• **ABOUT THIS EXERCISE**
I would like every record printed again, exactly as shown.

*** Opening DATA EXTRACT ***

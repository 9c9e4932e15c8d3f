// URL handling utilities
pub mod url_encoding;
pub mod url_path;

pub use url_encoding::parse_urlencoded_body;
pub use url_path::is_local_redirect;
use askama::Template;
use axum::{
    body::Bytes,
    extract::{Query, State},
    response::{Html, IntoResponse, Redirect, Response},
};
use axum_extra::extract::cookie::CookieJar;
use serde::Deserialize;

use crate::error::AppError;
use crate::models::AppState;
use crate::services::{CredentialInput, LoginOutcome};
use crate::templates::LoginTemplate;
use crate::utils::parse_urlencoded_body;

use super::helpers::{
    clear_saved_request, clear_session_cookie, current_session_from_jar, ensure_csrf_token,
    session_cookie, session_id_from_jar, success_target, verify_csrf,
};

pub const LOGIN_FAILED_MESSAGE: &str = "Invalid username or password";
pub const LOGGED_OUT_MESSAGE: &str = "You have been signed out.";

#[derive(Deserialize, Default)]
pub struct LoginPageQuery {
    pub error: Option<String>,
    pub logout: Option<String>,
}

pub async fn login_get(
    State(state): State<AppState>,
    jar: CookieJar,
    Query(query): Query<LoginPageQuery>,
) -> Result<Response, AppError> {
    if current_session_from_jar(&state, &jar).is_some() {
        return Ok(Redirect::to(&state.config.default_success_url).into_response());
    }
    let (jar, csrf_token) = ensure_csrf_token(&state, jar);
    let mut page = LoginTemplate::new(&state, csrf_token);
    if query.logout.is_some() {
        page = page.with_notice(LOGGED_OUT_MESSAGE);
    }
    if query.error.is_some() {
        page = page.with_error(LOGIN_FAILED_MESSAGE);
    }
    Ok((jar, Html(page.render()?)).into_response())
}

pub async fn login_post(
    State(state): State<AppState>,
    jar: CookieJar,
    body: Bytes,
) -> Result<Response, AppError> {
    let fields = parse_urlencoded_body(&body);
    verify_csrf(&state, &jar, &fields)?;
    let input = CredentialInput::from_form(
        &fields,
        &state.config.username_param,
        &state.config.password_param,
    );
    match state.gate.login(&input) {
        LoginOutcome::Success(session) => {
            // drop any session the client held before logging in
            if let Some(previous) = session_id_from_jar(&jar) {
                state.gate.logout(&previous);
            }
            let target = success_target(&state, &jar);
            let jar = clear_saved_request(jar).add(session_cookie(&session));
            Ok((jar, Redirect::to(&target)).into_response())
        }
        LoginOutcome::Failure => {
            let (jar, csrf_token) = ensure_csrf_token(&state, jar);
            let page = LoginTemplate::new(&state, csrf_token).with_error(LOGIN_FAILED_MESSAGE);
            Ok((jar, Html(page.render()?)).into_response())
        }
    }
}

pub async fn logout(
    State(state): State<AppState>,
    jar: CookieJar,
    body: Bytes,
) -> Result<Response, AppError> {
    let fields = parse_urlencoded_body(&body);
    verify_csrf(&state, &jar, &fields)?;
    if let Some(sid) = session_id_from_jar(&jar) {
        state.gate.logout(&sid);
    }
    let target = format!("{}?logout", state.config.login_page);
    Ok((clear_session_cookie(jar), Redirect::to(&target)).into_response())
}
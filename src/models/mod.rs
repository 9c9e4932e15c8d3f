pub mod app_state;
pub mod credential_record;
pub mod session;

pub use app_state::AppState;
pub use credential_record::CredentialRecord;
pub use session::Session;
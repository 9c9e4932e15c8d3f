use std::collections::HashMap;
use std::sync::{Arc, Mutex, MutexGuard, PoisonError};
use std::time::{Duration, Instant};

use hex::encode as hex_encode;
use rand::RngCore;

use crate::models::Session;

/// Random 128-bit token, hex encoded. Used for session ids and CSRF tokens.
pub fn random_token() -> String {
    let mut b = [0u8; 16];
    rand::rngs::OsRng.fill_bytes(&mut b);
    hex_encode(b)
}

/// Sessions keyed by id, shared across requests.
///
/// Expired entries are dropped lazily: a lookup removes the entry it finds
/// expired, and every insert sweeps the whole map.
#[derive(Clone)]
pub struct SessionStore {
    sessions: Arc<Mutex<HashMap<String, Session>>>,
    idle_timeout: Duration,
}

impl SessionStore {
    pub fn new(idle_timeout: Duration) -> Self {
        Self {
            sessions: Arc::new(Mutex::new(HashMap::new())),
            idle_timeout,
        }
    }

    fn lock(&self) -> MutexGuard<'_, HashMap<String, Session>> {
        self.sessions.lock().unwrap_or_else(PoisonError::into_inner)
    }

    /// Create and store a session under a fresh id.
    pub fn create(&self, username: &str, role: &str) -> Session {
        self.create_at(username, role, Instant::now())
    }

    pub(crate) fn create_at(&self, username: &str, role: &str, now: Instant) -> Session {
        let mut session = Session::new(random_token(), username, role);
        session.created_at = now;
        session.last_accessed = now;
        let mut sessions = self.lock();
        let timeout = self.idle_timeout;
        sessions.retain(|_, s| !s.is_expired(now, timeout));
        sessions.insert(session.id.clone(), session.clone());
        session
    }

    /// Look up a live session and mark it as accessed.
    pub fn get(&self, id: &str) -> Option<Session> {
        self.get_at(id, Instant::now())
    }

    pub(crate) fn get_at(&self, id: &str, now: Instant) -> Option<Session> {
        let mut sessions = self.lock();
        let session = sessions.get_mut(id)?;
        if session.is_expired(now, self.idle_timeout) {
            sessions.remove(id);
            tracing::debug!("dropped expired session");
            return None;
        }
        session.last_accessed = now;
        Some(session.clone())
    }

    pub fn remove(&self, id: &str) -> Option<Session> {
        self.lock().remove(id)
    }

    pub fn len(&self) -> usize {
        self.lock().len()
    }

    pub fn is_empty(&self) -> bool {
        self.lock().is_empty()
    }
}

*** Closing DATA EXTRACT ***

• **ANSWER BOX**
repository 9c9e4932e15c8d3f
// URL handling utilities
pub mod url_encoding;
pub mod url_path;

pub use url_encoding::parse_urlencoded_body;
pub use url_path::is_local_redirect;
use askama::Template;
use axum::{
    body::Bytes,
    extract::{Query, State},
    response::{Html, IntoResponse, Redirect, Response},
};
use axum_extra::extract::cookie::CookieJar;
use serde::Deserialize;

use crate::error::AppError;
use crate::models::AppState;
use crate::services::{CredentialInput, LoginOutcome};
use crate::templates::LoginTemplate;
use crate::utils::parse_urlencoded_body;

use super::helpers::{
    clear_saved_request, clear_session_cookie, current_session_from_jar, ensure_csrf_token,
    session_cookie, session_id_from_jar, success_target, verify_csrf,
};

pub const LOGIN_FAILED_MESSAGE: &str = "Invalid username or password";
pub const LOGGED_OUT_MESSAGE: &str = "You have been signed out.";

#[derive(Deserialize, Default)]
pub struct LoginPageQuery {
    pub error: Option<String>,
    pub logout: Option<String>,
}

pub async fn login_get(
    State(state): State<AppState>,
    jar: CookieJar,
    Query(query): Query<LoginPageQuery>,
) -> Result<Response, AppError> {
    if current_session_from_jar(&state, &jar).is_some() {
        return Ok(Redirect::to(&state.config.default_success_url).into_response());
    }
    let (jar, csrf_token) = ensure_csrf_token(&state, jar);
    let mut page = LoginTemplate::new(&state, csrf_token);
    if query.logout.is_some() {
        page = page.with_notice(LOGGED_OUT_MESSAGE);
    }
    if query.error.is_some() {
        page = page.with_error(LOGIN_FAILED_MESSAGE);
    }
    Ok((jar, Html(page.render()?)).into_response())
}

pub async fn login_post(
    State(state): State<AppState>,
    jar: CookieJar,
    body: Bytes,
) -> Result<Response, AppError> {
    let fields = parse_urlencoded_body(&body);
    verify_csrf(&state, &jar, &fields)?;
    let input = CredentialInput::from_form(
        &fields,
        &state.config.username_param,
        &state.config.password_param,
    );
    match state.gate.login(&input) {
        LoginOutcome::Success(session) => {
            // drop any session the client held before logging in
            if let Some(previous) = session_id_from_jar(&jar) {
                state.gate.logout(&previous);
            }
            let target = success_target(&state, &jar);
            let jar = clear_saved_request(jar).add(session_cookie(&session));
            Ok((jar, Redirect::to(&target)).into_response())
        }
        LoginOutcome::Failure => {
            let (jar, csrf_token) = ensure_csrf_token(&state, jar);
            let page = LoginTemplate::new(&state, csrf_token).with_error(LOGIN_FAILED_MESSAGE);
            Ok((jar, Html(page.render()?)).into_response())
        }
    }
}

pub async fn logout(
    State(state): State<AppState>,
    jar: CookieJar,
    body: Bytes,
) -> Result<Response, AppError> {
    let fields = parse_urlencoded_body(&body);
    verify_csrf(&state, &jar, &fields)?;
    if let Some(sid) = session_id_from_jar(&jar) {
        state.gate.logout(&sid);
    }
    let target = format!("{}?logout", state.config.login_page);
    Ok((clear_session_cookie(jar), Redirect::to(&target)).into_response())
}
filename src/models/mod.rs
repository 9c9e4932e15c8d3f
pub mod app_state;
pub mod credential_record;
pub mod session;

pub use app_state::AppState;
pub use credential_record::CredentialRecord;
pub use session::Session;
repository 9c9e4932e15c8d3f
use std::collections::HashMap;
use std::sync::{Arc, Mutex, MutexGuard, PoisonError};
use std::time::{Duration, Instant};

use hex::encode as hex_encode;
use rand::RngCore;

use crate::models::Session;

/// Random 128-bit token, hex encoded. Used for session ids and CSRF tokens.
pub fn random_token() -> String {
    let mut b = [0u8; 16];
    rand::rngs::OsRng.fill_bytes(&mut b);
    hex_encode(b)
}

/// Sessions keyed by id, shared across requests.
///
/// Expired entries are dropped lazily: a lookup removes the entry it finds
/// expired, and every insert sweeps the whole map.
#[derive(Clone)]
pub struct SessionStore {
    sessions: Arc<Mutex<HashMap<String, Session>>>,
    idle_timeout: Duration,
}

impl SessionStore {
    pub fn new(idle_timeout: Duration) -> Self {
        Self {
            sessions: Arc::new(Mutex::new(HashMap::new())),
            idle_timeout,
        }
    }

    fn lock(&self) -> MutexGuard<'_, HashMap<String, Session>> {
        self.sessions.lock().unwrap_or_else(PoisonError::into_inner)
    }

    /// Create and store a session under a fresh id.
    pub fn create(&self, username: &str, role: &str) -> Session {
        self.create_at(username, role, Instant::now())
    }

    pub(crate) fn create_at(&self, username: &str, role: &str, now: Instant) -> Session {
        let mut session = Session::new(random_token(), username, role);
        session.created_at = now;
        session.last_accessed = now;
        let mut sessions = self.lock();
        let timeout = self.idle_timeout;
        sessions.retain(|_, s| !s.is_expired(now, timeout));
        sessions.insert(session.id.clone(), session.clone());
        session
    }

    /// Look up a live session and mark it as accessed.
    pub fn get(&self, id: &str) -> Option<Session> {
        self.get_at(id, Instant::now())
    }

    pub(crate) fn get_at(&self, id: &str, now: Instant) -> Option<Session> {
        let mut sessions = self.lock();
        let session = sessions.get_mut(id)?;
        if session.is_expired(now, self.idle_timeout) {
            sessions.remove(id);
            tracing::debug!("dropped expired session");
            return None;
        }
        session.last_accessed = now;
        Some(session.clone())
    }

    pub fn remove(&self, id: &str) -> Option<Session> {
        self.lock().remove(id)
    }

    pub fn len(&self) -> usize {
        self.lock().len()
    }

    pub fn is_empty(&self) -> bool {
        self.lock().is_empty()
    }
}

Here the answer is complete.